Exercise objective:
From the listing that follows, count the lines including "user" and give the number alone.

Provided information:
//! HTTP surface integration tests
//!
//! Drive the axum router end to end with in-memory state and a mock
//! Google Books server.

mod helpers;

use axum::body::Body;
use axum::http::{header, Request, StatusCode};
use helpers::{memory_pool, mock_no_results, mock_volumes, test_state, volume_json};
use http_body_util::BodyExt;
use libris_api::build_router;
use serde_json::{json, Value};
use tower::ServiceExt;
use uuid::Uuid;
use wiremock::MockServer;

async fn body_json(response: axum::response::Response) -> Value {
    let bytes = response.into_body().collect().await.unwrap().to_bytes();
    serde_json::from_slice(&bytes).unwrap()
}

#[tokio::test]
async fn test_health_endpoint() {
    let server = MockServer::start().await;
    let app = build_router(test_state(memory_pool().await, &server.uri()));

    let response = app
        .oneshot(Request::builder().uri("/health").body(Body::empty()).unwrap())
        .await
        .unwrap();

    assert_eq!(response.status(), StatusCode::OK);
    let body = body_json(response).await;
    assert_eq!(body["status"], "ok");
    assert_eq!(body["module"], "libris-api");
}

#[tokio::test]
async fn test_find_book_requires_title() {
    let server = MockServer::start().await;
    let app = build_router(test_state(memory_pool().await, &server.uri()));

    let response = app
        .oneshot(
            Request::builder()
                .uri("/books/find?authors=Frank%20Herbert")
                .body(Body::empty())
                .unwrap(),
        )
        .await
        .unwrap();

    assert_eq!(response.status(), StatusCode::BAD_REQUEST);
    let body = body_json(response).await;
    assert_eq!(body["error"]["code"], "BAD_REQUEST");
}

#[tokio::test]
async fn test_find_book_success_with_provenance() {
    let server = MockServer::start().await;
    mock_volumes(
        &server,
        vec![volume_json("gb-dune", "Dune", &["Frank Herbert"], "en")],
    )
    .await;

    let app = build_router(test_state(memory_pool().await, &server.uri()));

    let response = app
        .oneshot(
            Request::builder()
                .uri("/books/find?title=Dune&authors=Frank%20Herbert")
                .body(Body::empty())
                .unwrap(),
        )
        .await
        .unwrap();

    assert_eq!(response.status(), StatusCode::OK);
    let body = body_json(response).await;
    assert_eq!(body["source"], "external");
    assert_eq!(body["book"]["external_id"], "gb-dune");
    assert_eq!(body["book"]["title"], "Dune");
}

#[tokio::test]
async fn test_find_book_not_found() {
    let server = MockServer::start().await;
    mock_no_results(&server).await;

    let app = build_router(test_state(memory_pool().await, &server.uri()));

    let response = app
        .oneshot(
            Request::builder()
                .uri("/books/find?title=qwzx%20unbook")
                .body(Body::empty())
                .unwrap(),
        )
        .await
        .unwrap();

    assert_eq!(response.status(), StatusCode::NOT_FOUND);
    let body = body_json(response).await;
    assert_eq!(body["error"]["code"], "NOT_FOUND");
}

#[tokio::test]
async fn test_cache_endpoints_inspect_and_clear() {
    let server = MockServer::start().await;
    mock_volumes(
        &server,
        vec![volume_json("gb-dune", "Dune", &["Frank Herbert"], "en")],
    )
    .await;

    let app = build_router(test_state(memory_pool().await, &server.uri()));

    // Resolve once to populate the cache
    let response = app
        .clone()
        .oneshot(
            Request::builder()
                .uri("/books/find?title=Dune")
                .body(Body::empty())
                .unwrap(),
        )
        .await
        .unwrap();
    assert_eq!(response.status(), StatusCode::OK);

    let response = app
        .clone()
        .oneshot(
            Request::builder()
                .uri("/cache/contents")
                .body(Body::empty())
                .unwrap(),
        )
        .await
        .unwrap();
    assert_eq!(response.status(), StatusCode::OK);
    let body = body_json(response).await;
    assert_eq!(body.as_array().unwrap().len(), 1);
    assert_eq!(body[0]["title"], "Dune");

    let response = app
        .clone()
        .oneshot(
            Request::builder()
                .method("POST")
                .uri("/cache/clear")
                .body(Body::empty())
                .unwrap(),
        )
        .await
        .unwrap();
    assert_eq!(response.status(), StatusCode::OK);
    let body = body_json(response).await;
    assert_eq!(body["cleared"], 1);

    // Cleared cache: same query now resolves from the database
    let response = app
        .oneshot(
            Request::builder()
                .uri("/books/find?title=Dune")
                .body(Body::empty())
                .unwrap(),
        )
        .await
        .unwrap();
    let body = body_json(response).await;
    assert_eq!(body["source"], "database");
    assert_eq!(body["book"]["external_id"], "gb-dune");
}

#[tokio::test]
async fn test_recommendation_resolve_and_list_flow() {
    let server = MockServer::start().await;
    mock_volumes(
        &server,
        vec![volume_json("gb-dune", "Dune", &["Frank Herbert"], "en")],
    )
    .await;

    let app = build_router(test_state(memory_pool().await, &server.uri()));
    let user = Uuid::new_v4();

    let request_body = json!({
        "user_id": user,
        "recommendations": [
            { "title": "Dune", "authors": ["Frank Herbert"], "reason": "You enjoy epics" }
        ]
    });

    let response = app
        .clone()
        .oneshot(
            Request::builder()
                .method("POST")
                .uri("/recommendations/resolve")
                .header(header::CONTENT_TYPE, "application/json")
                .body(Body::from(request_body.to_string()))
                .unwrap(),
        )
        .await
        .unwrap();

    assert_eq!(response.status(), StatusCode::OK);
    let body = body_json(response).await;
    assert_eq!(body.as_array().unwrap().len(), 1);
    assert_eq!(body[0]["book_external_id"], "gb-dune");
    assert_eq!(body[0]["reason"], "You enjoy epics");

    let response = app
        .oneshot(
            Request::builder()
                .uri(format!("/recommendations?user_id={}", user))
                .body(Body::empty())
                .unwrap(),
        )
        .await
        .unwrap();

    assert_eq!(response.status(), StatusCode::OK);
    let body = body_json(response).await;
    assert_eq!(body.as_array().unwrap().len(), 1);
    assert_eq!(body[0]["title"], "Dune");
}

Answer area:
3